▸ **TASK MATERIAL**:
• • •
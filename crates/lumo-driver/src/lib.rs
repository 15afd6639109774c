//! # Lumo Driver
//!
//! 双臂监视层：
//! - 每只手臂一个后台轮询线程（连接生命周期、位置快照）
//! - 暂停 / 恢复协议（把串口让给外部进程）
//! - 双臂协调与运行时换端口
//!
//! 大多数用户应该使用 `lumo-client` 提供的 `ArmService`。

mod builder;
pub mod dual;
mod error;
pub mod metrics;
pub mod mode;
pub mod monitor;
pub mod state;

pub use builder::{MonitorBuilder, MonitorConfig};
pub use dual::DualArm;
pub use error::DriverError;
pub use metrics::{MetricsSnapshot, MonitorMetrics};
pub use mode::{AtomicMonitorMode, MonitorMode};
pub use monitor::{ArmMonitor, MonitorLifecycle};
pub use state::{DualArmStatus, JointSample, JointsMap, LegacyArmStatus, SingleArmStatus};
• • •
▸ **WORK INSTRUCTIONS**: Looking at the records above, count the lines where the word "builder" appears. State only the number.

▸ **EXERCISE RESPONSE**: 2